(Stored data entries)
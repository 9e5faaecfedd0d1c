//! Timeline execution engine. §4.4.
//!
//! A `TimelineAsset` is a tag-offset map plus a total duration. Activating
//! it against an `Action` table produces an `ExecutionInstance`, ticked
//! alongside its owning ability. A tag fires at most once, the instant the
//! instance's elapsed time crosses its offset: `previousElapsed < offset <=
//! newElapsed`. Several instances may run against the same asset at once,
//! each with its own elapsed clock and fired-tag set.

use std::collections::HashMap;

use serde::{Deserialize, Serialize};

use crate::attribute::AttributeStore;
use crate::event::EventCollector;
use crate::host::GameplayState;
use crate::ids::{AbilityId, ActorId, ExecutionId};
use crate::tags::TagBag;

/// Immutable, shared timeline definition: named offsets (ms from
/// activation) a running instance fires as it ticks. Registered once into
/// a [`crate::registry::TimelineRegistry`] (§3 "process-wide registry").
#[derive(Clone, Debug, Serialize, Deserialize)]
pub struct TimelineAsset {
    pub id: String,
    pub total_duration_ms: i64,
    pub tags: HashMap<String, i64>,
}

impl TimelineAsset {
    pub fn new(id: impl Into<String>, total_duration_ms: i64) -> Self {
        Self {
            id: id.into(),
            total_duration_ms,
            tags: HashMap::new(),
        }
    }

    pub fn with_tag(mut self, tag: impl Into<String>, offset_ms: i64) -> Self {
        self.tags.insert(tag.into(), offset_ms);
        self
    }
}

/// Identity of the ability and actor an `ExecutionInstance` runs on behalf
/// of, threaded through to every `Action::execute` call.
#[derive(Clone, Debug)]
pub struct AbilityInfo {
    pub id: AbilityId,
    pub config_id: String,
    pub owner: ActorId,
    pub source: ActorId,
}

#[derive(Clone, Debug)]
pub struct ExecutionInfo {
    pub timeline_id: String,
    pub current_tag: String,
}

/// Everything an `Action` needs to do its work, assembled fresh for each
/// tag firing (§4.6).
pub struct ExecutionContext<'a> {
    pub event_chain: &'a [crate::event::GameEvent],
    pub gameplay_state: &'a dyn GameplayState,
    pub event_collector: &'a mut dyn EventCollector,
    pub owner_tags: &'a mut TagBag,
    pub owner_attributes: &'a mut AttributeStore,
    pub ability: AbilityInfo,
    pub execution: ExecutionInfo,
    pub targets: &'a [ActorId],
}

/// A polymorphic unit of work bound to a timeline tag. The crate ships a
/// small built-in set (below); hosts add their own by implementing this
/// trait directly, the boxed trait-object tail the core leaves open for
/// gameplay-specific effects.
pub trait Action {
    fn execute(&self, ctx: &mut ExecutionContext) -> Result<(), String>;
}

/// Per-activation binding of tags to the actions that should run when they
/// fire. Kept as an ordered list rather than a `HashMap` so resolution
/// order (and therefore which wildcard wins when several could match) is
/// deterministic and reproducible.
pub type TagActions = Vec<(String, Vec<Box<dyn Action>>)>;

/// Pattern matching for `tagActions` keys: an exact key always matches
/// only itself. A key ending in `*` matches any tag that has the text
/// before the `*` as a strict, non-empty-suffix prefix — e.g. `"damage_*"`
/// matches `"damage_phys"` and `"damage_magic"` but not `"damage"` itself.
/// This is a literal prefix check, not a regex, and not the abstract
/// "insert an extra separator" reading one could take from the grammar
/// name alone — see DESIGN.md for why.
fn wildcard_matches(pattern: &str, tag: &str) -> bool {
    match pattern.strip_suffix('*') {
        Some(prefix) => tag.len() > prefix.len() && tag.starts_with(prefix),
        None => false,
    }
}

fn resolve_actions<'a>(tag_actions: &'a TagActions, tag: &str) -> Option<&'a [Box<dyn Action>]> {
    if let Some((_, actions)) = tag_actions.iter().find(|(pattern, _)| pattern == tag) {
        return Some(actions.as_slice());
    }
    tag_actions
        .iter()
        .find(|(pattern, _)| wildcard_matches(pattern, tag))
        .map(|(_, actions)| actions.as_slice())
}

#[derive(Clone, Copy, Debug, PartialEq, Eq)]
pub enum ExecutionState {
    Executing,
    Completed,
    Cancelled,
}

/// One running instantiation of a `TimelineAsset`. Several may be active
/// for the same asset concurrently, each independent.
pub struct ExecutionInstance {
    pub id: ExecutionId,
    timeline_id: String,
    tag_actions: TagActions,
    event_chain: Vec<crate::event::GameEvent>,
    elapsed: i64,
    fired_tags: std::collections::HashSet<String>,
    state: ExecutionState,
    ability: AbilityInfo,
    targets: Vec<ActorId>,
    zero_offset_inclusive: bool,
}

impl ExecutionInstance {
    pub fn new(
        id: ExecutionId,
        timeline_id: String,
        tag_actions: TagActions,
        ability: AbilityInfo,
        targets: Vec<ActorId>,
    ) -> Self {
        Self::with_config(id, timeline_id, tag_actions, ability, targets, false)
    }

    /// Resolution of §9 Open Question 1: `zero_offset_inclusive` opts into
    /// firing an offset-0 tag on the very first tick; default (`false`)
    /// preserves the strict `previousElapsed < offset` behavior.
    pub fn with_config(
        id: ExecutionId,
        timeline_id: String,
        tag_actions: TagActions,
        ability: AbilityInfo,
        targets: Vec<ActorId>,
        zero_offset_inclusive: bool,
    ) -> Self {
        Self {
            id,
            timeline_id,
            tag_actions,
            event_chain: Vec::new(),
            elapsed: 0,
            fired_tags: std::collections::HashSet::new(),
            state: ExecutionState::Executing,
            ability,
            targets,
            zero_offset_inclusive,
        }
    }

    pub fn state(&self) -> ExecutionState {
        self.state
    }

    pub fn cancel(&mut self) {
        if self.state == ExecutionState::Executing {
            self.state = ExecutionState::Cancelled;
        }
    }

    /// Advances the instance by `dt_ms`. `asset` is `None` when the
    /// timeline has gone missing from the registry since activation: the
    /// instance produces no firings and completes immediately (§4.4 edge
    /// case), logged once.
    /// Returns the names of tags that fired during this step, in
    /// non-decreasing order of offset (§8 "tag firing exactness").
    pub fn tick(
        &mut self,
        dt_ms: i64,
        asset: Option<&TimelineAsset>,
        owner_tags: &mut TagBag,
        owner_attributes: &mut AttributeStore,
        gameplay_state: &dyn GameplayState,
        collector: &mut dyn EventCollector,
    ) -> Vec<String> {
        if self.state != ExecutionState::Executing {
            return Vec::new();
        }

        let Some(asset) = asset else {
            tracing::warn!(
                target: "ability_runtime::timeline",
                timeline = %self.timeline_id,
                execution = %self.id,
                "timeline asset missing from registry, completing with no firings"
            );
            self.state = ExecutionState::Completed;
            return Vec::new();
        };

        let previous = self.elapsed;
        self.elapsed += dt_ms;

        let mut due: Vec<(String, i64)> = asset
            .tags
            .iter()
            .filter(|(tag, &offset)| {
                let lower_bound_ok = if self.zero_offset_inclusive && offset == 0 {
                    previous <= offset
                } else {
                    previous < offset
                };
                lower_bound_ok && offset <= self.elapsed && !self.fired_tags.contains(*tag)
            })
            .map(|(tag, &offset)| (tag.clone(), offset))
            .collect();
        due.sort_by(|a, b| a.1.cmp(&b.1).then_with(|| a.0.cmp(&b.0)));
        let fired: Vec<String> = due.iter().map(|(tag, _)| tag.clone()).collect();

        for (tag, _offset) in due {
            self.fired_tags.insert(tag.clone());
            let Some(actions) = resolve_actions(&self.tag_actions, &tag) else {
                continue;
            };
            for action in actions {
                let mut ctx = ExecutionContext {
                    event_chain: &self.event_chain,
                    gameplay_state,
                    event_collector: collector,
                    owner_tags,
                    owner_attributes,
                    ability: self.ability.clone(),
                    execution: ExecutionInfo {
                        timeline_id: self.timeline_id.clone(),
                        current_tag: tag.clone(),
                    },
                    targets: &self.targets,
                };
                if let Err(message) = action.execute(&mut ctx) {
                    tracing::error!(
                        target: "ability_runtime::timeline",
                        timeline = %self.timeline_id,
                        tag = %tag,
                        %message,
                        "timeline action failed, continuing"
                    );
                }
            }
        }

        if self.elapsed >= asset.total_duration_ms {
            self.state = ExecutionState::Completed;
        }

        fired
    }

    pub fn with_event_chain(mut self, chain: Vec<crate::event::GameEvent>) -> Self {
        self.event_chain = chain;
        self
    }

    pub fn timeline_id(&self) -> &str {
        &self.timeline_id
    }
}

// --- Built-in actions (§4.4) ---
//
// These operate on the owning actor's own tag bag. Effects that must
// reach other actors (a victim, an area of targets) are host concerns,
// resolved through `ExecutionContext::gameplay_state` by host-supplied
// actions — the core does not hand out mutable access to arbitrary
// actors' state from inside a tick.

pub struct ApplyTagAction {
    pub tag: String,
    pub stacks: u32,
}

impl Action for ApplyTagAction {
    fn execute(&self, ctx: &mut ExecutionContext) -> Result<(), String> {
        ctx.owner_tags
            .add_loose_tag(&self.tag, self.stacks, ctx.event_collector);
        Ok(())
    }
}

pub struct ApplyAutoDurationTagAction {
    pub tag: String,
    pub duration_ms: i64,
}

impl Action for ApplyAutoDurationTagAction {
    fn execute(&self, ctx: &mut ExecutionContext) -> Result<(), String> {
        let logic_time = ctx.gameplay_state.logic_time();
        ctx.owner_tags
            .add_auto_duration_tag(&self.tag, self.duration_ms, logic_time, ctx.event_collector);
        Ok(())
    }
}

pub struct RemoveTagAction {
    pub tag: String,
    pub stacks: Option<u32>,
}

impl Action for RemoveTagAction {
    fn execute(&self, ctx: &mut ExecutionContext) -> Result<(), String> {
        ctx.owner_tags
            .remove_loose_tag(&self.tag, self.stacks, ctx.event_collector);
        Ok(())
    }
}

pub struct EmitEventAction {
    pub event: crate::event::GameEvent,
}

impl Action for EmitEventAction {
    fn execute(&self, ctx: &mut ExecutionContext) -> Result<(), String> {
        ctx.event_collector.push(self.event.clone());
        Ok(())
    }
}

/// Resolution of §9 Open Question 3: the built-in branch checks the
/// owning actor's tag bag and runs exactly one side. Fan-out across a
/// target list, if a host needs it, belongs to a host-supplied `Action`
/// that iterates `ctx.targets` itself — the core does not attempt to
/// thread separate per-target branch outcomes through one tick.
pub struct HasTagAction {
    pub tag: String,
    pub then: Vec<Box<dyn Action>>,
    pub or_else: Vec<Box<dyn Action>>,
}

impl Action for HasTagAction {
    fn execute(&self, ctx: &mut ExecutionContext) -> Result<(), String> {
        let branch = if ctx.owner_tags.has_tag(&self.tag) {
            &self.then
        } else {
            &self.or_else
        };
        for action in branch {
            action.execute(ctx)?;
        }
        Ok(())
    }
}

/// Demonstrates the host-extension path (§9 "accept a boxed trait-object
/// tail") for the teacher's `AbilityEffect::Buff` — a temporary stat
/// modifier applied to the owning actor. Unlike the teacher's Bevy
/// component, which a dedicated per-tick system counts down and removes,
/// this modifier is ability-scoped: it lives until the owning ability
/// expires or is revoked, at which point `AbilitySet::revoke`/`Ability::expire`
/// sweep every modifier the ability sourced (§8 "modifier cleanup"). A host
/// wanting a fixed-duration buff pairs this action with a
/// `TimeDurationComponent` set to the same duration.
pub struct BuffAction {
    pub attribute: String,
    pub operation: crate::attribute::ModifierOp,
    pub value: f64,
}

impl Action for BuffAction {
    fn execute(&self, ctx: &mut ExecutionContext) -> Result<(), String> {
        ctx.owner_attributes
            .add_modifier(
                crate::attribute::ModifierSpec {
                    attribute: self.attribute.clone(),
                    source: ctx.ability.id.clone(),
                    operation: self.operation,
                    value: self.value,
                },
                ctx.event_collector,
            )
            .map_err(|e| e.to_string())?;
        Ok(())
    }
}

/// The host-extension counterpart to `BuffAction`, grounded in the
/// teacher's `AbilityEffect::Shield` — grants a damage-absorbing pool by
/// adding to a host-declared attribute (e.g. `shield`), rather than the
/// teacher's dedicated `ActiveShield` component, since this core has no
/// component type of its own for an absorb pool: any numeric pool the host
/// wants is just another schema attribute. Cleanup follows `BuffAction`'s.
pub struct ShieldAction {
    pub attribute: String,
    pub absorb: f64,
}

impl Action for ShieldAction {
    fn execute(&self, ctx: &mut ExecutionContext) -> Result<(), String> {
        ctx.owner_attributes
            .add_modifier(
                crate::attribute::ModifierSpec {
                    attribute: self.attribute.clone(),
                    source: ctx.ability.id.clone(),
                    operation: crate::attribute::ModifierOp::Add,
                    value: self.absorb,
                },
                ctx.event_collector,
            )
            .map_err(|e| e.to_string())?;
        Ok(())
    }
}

> [Activity]
Return exactly what appears above, from the first line of the entries to the line with "the instant the", inclusive.

> [Solution for this task]
repository 9e5faaecfedd0d1c
//! Timeline execution engine. §4.4.
//!
//! A `TimelineAsset` is a tag-offset map plus a total duration. Activating
//! it against an `Action` table produces an `ExecutionInstance`, ticked
//! alongside its owning ability. A tag fires at most once, the instant the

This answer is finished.